▶ _Work instructions_
Give the lines below again exactly, starting with the line that holds "format_timestamp(ticket.updated_at)" and going on through the line that holds "let (ticket_id, text)".

┌─ Input

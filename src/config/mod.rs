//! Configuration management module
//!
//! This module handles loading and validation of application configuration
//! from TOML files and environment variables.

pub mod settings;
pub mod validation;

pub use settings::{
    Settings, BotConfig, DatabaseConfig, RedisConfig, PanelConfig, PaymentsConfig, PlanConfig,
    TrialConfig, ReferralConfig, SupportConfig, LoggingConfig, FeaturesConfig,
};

└─
┌─ Input

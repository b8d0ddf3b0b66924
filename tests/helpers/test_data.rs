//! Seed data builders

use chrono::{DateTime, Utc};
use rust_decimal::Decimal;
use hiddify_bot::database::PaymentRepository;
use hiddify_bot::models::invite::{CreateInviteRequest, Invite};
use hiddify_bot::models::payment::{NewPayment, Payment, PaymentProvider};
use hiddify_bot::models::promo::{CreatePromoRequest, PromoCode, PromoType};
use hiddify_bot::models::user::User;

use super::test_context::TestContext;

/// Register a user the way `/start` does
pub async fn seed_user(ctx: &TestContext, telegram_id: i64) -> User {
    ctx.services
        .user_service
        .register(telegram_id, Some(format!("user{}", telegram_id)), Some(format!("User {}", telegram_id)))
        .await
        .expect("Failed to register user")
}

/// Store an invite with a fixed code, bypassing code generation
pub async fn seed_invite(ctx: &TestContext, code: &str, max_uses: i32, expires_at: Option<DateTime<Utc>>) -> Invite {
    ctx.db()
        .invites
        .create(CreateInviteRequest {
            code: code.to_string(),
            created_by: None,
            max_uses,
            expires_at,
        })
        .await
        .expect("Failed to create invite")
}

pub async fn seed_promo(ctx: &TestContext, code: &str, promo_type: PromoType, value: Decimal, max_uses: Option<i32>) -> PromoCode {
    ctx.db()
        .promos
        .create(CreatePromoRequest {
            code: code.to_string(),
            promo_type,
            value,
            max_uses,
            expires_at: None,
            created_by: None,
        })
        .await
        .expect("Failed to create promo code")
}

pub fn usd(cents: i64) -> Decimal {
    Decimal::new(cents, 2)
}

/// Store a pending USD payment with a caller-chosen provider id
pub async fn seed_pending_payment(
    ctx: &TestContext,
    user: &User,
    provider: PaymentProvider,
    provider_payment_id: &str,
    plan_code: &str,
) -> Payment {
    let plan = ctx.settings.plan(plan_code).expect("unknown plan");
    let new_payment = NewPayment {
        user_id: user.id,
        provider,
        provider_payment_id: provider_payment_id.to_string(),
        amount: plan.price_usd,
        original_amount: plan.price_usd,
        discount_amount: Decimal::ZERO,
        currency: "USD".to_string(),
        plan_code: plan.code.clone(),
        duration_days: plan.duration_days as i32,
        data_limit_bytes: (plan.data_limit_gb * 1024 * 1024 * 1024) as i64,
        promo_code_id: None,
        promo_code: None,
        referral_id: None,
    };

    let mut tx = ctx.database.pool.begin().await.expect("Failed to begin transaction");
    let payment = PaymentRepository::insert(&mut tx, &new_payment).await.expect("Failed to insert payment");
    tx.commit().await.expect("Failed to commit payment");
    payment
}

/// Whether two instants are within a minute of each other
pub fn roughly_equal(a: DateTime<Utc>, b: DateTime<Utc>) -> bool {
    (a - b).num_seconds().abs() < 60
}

└─
┌─ Input

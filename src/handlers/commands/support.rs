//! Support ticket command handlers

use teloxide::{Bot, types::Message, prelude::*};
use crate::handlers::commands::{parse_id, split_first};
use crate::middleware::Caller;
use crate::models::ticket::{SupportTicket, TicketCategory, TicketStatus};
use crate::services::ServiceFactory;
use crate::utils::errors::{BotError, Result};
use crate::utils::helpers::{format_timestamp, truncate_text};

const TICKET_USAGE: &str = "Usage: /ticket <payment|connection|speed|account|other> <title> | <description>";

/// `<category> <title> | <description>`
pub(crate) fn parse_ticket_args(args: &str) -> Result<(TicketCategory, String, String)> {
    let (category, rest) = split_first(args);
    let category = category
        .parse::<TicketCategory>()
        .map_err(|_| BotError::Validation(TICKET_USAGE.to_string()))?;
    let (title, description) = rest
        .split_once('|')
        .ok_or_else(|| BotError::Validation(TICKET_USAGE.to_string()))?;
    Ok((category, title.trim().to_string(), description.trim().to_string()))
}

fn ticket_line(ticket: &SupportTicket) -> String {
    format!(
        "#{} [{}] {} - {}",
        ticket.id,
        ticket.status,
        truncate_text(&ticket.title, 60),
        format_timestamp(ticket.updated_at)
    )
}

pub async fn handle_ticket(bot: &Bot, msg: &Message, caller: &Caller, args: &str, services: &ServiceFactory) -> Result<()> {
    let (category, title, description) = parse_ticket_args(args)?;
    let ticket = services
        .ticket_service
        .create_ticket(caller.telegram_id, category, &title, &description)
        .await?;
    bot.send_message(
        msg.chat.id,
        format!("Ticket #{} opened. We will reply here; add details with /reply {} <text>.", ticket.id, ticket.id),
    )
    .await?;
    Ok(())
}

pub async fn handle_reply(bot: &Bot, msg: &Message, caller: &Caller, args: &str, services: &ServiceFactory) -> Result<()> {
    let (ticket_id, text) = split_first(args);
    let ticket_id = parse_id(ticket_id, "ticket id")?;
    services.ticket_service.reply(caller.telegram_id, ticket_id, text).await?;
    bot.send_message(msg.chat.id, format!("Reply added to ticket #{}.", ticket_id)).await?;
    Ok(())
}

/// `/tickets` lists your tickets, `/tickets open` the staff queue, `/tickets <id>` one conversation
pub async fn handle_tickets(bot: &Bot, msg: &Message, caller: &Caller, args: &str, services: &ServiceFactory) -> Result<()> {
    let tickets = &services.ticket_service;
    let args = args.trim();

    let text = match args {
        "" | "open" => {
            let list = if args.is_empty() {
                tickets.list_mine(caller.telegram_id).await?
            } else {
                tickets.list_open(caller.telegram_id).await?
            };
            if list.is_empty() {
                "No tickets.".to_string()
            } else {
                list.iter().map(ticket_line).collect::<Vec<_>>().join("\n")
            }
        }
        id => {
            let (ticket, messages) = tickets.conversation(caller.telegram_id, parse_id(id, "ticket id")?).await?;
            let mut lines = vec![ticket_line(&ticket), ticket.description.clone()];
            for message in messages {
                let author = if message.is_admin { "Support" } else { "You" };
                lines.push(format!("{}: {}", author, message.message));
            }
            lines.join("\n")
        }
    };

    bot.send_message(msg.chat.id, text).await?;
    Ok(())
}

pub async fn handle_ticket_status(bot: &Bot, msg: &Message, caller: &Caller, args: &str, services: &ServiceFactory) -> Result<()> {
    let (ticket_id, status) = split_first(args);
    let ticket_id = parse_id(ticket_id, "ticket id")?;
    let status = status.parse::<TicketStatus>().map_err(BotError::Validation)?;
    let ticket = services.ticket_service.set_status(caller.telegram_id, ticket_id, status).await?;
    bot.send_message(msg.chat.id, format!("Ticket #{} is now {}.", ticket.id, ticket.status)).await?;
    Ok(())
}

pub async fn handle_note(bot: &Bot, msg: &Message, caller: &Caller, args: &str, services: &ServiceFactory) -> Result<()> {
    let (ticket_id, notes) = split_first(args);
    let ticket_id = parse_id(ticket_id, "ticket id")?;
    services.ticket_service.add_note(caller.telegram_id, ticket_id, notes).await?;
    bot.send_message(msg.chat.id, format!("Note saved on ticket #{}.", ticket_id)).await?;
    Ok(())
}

└─

▶ _Exercise solution_
        format_timestamp(ticket.updated_at)
    )
}

pub async fn handle_ticket(bot: &Bot, msg: &Message, caller: &Caller, args: &str, services: &ServiceFactory) -> Result<()> {
    let (category, title, description) = parse_ticket_args(args)?;
    let ticket = services
        .ticket_service
        .create_ticket(caller.telegram_id, category, &title, &description)
        .await?;
    bot.send_message(
        msg.chat.id,
        format!("Ticket #{} opened. We will reply here; add details with /reply {} <text>.", ticket.id, ticket.id),
    )
    .await?;
    Ok(())
}

pub async fn handle_reply(bot: &Bot, msg: &Message, caller: &Caller, args: &str, services: &ServiceFactory) -> Result<()> {
    let (ticket_id, text) = split_first(args);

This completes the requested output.